# Your task:
Select every line below containing the word "updated".

....

use cardkeeper::core::aggregate;
use cardkeeper::core::error::CardKeeperError;
use cardkeeper::core::id::DocumentId;
use cardkeeper::core::model::{CardUpdate, Player, PlayerUpdate, TeamUpdate};
use cardkeeper::core::reports;
use cardkeeper::core::store::{MemoryTeamStore, TeamStore};

#[test]
fn created_team_is_retrievable_with_empty_roster() {
    let store = MemoryTeamStore::new();
    let team = aggregate::create_team(&store, "Lions", "Kenya").expect("create team");

    let fetched = aggregate::find_team(&store, team.id).expect("retrievable by id");
    assert_eq!(fetched.name, "Lions");
    assert_eq!(fetched.country, "Kenya");
    assert!(fetched.players.is_empty());
}

#[test]
fn create_team_rejects_missing_fields_without_store_interaction() {
    let store = MemoryTeamStore::new();
    let err = aggregate::create_team(&store, "", "Kenya").unwrap_err();
    assert!(matches!(err, CardKeeperError::ValidationError(_)));
    assert!(store.find_all().expect("find_all").is_empty());
}

#[test]
fn add_player_grows_exactly_the_target_team() {
    let store = MemoryTeamStore::new();
    let lions = aggregate::create_team(&store, "Lions", "Kenya").expect("lions");
    let eagles = aggregate::create_team(&store, "Eagles", "Nigeria").expect("eagles");

    let player =
        aggregate::add_player(&store, eagles.id, "Amon", "Otieno", "Forward").expect("add player");

    let teams = store.find_all().expect("find_all");
    let lions_after = teams.iter().find(|t| t.id == lions.id).expect("lions row");
    let eagles_after = teams.iter().find(|t| t.id == eagles.id).expect("eagles row");
    assert!(lions_after.players.is_empty());
    assert_eq!(eagles_after.players.len(), 1);
    assert_eq!(eagles_after.players[0].id, player.id);
    assert_eq!(eagles_after.players[0].full_name(), "Amon Otieno");
    assert_eq!(eagles_after.players[0].position, "Forward");
}

#[test]
fn add_player_to_unknown_team_is_not_found() {
    let store = MemoryTeamStore::new();
    aggregate::create_team(&store, "Lions", "Kenya").expect("create team");
    let before = store.find_all().expect("before");

    let err = aggregate::add_player(&store, DocumentId::generate(), "Amon", "Otieno", "Forward")
        .unwrap_err();
    assert!(matches!(err, CardKeeperError::NotFound(_)));
    assert_eq!(store.find_all().expect("after"), before);
}

#[test]
fn add_card_grows_exactly_the_target_player() {
    let store = MemoryTeamStore::new();
    let team = aggregate::create_team(&store, "Lions", "Kenya").expect("team");
    let amon = aggregate::add_player(&store, team.id, "Amon", "Otieno", "Forward").expect("amon");
    let juma = aggregate::add_player(&store, team.id, "Juma", "Baraka", "Keeper").expect("juma");

    aggregate::add_card(&store, amon.id, "L-01", "Rare", 77).expect("add card");

    let after = aggregate::find_team(&store, team.id).expect("team after");
    assert_eq!(after.player(amon.id).expect("amon row").cards.len(), 1);
    assert!(after.player(juma.id).expect("juma row").cards.is_empty());
}

#[test]
fn update_persists_partial_patches_through_the_owning_team() {
    let store = MemoryTeamStore::new();
    let team = aggregate::create_team(&store, "Lions", "Kenya").expect("team");
    let player = aggregate::add_player(&store, team.id, "Amon", "Otieno", "Forward").expect("p");

    // Empty input keeps the field; non-empty replaces it exactly.
    let update = PlayerUpdate::from_input("", "Owino", "");
    aggregate::update_player(&store, player.id, &update).expect("update");

    let after = aggregate::find_team(&store, team.id).expect("after");
    let player_after = after.player(player.id).expect("player row");
    assert_eq!(player_after.first_name, "Amon");
    assert_eq!(player_after.last_name, "Owino");
    assert_eq!(player_after.position, "Forward");

    let update = TeamUpdate::from_input("", "Uganda");
    aggregate::update_team(&store, team.id, &update).expect("team update");
    let after = aggregate::find_team(&store, team.id).expect("after");
    assert_eq!(after.name, "Lions");
    assert_eq!(after.country, "Uganda");
}

#[test]
fn invalid_power_input_leaves_power_unchanged_end_to_end() {
    let store = MemoryTeamStore::new();
    let team = aggregate::create_team(&store, "Lions", "Kenya").expect("team");
    let player = aggregate::add_player(&store, team.id, "Amon", "Otieno", "Forward").expect("p");
    let card = aggregate::add_card(&store, player.id, "L-01", "Rare", 77).expect("card");

    let update = CardUpdate::from_input("", "Ultra Rare", "999");
    let updated = aggregate::update_card(&store, card.id, &update).expect("update");
    assert_eq!(updated.rarity, "Ultra Rare");
    assert_eq!(updated.power, 77);

    let update = CardUpdate::from_input("", "", "90");
    let updated = aggregate::update_card(&store, card.id, &update).expect("update");
    assert_eq!(updated.power, 90);
}

#[test]
fn delete_player_removes_exactly_one_and_persists() {
    let store = MemoryTeamStore::new();
    let team = aggregate::create_team(&store, "Lions", "Kenya").expect("team");
    let amon = aggregate::add_player(&store, team.id, "Amon", "Otieno", "Forward").expect("amon");
    let juma = aggregate::add_player(&store, team.id, "Juma", "Baraka", "Keeper").expect("juma");

    let removed = aggregate::delete_player(&store, amon.id).expect("delete");
    assert_eq!(removed.id, amon.id);

    let after = aggregate::find_team(&store, team.id).expect("after");
    assert_eq!(after.players.len(), 1);
    assert_eq!(after.players[0].id, juma.id);
}

#[test]
fn delete_card_removes_exactly_one_and_persists() {
    let store = MemoryTeamStore::new();
    let team = aggregate::create_team(&store, "Lions", "Kenya").expect("team");
    let player = aggregate::add_player(&store, team.id, "Amon", "Otieno", "Forward").expect("p");
    let keep = aggregate::add_card(&store, player.id, "L-01", "Rare", 77).expect("keep");
    let drop = aggregate::add_card(&store, player.id, "L-02", "Common", 30).expect("drop");

    aggregate::delete_card(&store, drop.id).expect("delete");

    let after = aggregate::find_team(&store, team.id).expect("after");
    let cards = &after.player(player.id).expect("player row").cards;
    assert_eq!(cards.len(), 1);
    assert_eq!(cards[0].id, keep.id);
}

#[test]
fn deleting_unknown_ids_is_a_not_found_no_op() {
    let store = MemoryTeamStore::new();
    let team = aggregate::create_team(&store, "Lions", "Kenya").expect("team");
    aggregate::add_player(&store, team.id, "Amon", "Otieno", "Forward").expect("player");
    let before = store.find_all().expect("before");

    for err in [
        aggregate::delete_team(&store, DocumentId::generate()).unwrap_err(),
        aggregate::delete_player(&store, DocumentId::generate()).unwrap_err(),
        aggregate::delete_card(&store, DocumentId::generate()).unwrap_err(),
    ] {
        assert!(matches!(err, CardKeeperError::NotFound(_)));
    }
    assert_eq!(store.find_all().expect("after"), before);
}

#[test]
fn deleting_a_team_takes_its_players_and_cards_with_it() {
    let store = MemoryTeamStore::new();
    let team = aggregate::create_team(&store, "Lions", "Kenya").expect("team");
    let player = aggregate::add_player(&store, team.id, "Amon", "Otieno", "Forward").expect("p");
    aggregate::add_card(&store, player.id, "L-01", "Rare", 77).expect("card");

    aggregate::delete_team(&store, team.id).expect("delete");
    assert!(store.find_all().expect("after").is_empty());
    let err = aggregate::delete_player(&store, player.id).unwrap_err();
    assert!(matches!(err, CardKeeperError::NotFound(_)));
}

#[test]
fn duplicated_ids_across_roots_only_touch_the_first_match() {
    let store = MemoryTeamStore::new();
    let alpha = aggregate::create_team(&store, "Alpha", "Kenya").expect("alpha");
    let beta = aggregate::create_team(&store, "Beta", "Uganda").expect("beta");

    // Force the pathological case the generator is trusted to avoid.
    let twin = Player::new("Same", "Everywhere", "Forward").expect("twin");
    for team_id in [alpha.id, beta.id] {
        let mut team = aggregate::find_team(&store, team_id).expect("team");
        team.players.push(twin.clone());
        store.replace_one(team_id, &team).expect("seed");
    }

    let update = PlayerUpdate::from_input("Changed", "", "");
    aggregate::update_player(&store, twin.id, &update).expect("update");

    let teams = store.find_all().expect("teams");
    assert_eq!(teams[0].players[0].first_name, "Changed");
    assert_eq!(teams[1].players[0].first_name, "Same");
}

#[test]
fn lions_scenario_lists_and_ranks_cards() {
    let store = MemoryTeamStore::new();
    let lions = aggregate::create_team(&store, "Lions", "Kenya").expect("lions");
    let amon = aggregate::add_player(&store, lions.id, "Amon", "Otieno", "Forward").expect("amon");
    aggregate::add_card(&store, amon.id, "L-01", "Rare", 77).expect("card");

    let teams = store.find_all().expect("teams");
    let cards = reports::all_cards(&teams);
    assert_eq!(cards.len(), 1);
    assert_eq!(cards[0].0.full_name(), "Amon Otieno");
    assert_eq!(cards[0].1.power, 77);

    let eagles = aggregate::create_team(&store, "Eagles", "Nigeria").expect("eagles");
    let chidi = aggregate::add_player(&store, eagles.id, "Chidi", "Okafor", "Striker").expect("c");
    aggregate::add_card(&store, chidi.id, "E-09", "Ultra Rare", 90).expect("card");

    let teams = store.find_all().expect("teams");
    let ranked = reports::cards_by_power(&teams);
    let powers: Vec<i64> = ranked.iter().map(|(_, c)| c.power).collect();
    assert_eq!(powers, vec![90, 77]);
}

....

# Result:
    let updated = aggregate::update_card(&store, card.id, &update).expect("update");
    assert_eq!(updated.rarity, "Ultra Rare");
    assert_eq!(updated.power, 77);
    let updated = aggregate::update_card(&store, card.id, &update).expect("update");
    assert_eq!(updated.power, 90);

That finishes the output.